Low molecular weight (LMW) organic compounds in soil solution are easily biodegradable and could fuel respiration by soil microorganisms. Our main aim was to study the mineralization kinetics of monosaccharides using 14C-radiolabelled glucose. Based on these data and the soil solution concentrations of monosaccharides, we evaluated the contribution of monosaccharides to basal respiration for a variety of tropical forest soils. Further, the factors controlling the mineralization kinetics of monosaccharides were examined by comparing tropical and temperate forest soils. Monosaccharides comprised on average 5.2 to 47.7% of dissolved organic carbon in soil solution.
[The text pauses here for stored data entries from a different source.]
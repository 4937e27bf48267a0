//! Stream translation state machines: frame reader, thinking-block
//! extractor, accumulation context, the two protocol bridges and the
//! non-streaming converter.
//!
//! Everything here is per-connection state, exclusively owned by one
//! processing loop. Nothing is safe for concurrent reuse.

pub mod bridge;
pub mod context;
pub mod handler;
pub mod nostream;
pub mod reader;
pub mod thinking;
Their kinetic parameters (V max and K M), which were described by a single Michaelis- Menten equation, varied widely from 11 to 152 nmol g -1 h -1 and 198 to 1294 mmol L -1 for tropical soils, and from 182 to 400 nmol g -1 h -1 and 1277 to 3150 mmol L -1 for temperate soils, respectively. The values of V max increased with increasing microbial biomass-C in tropical and temperate soils, while the K M values had no correlations with soil biological or physicochemical properties. The positive correlation between V max values and microbial biomass-C indicates that microbial biomass-C is an essential factor to regulate the V max values in tropical and temperate forest soils. The biodegradation kinetics of monosaccharides indicate that the microbial capacity of monosaccharide mineralization far exceeds its rate at soil solution concentration. Monosaccharides in soil solution are rapidly mineralized, and their mean residence times in this study were very short (0.4-1.9 h) in tropical forests. The rates of monosaccharide mineralization at actual soil solution concentrations made up 22-118% of basal respiration. Probably because of the rapid and continuous production and consumption of monosaccharides, monosaccharide mineralization is shown to be a dominant fraction of basal respiration in tropical forest soils, as well as in temperate and boreal forest soils. © 2011 Japanese Society of Soil Science and Plant Nutrition.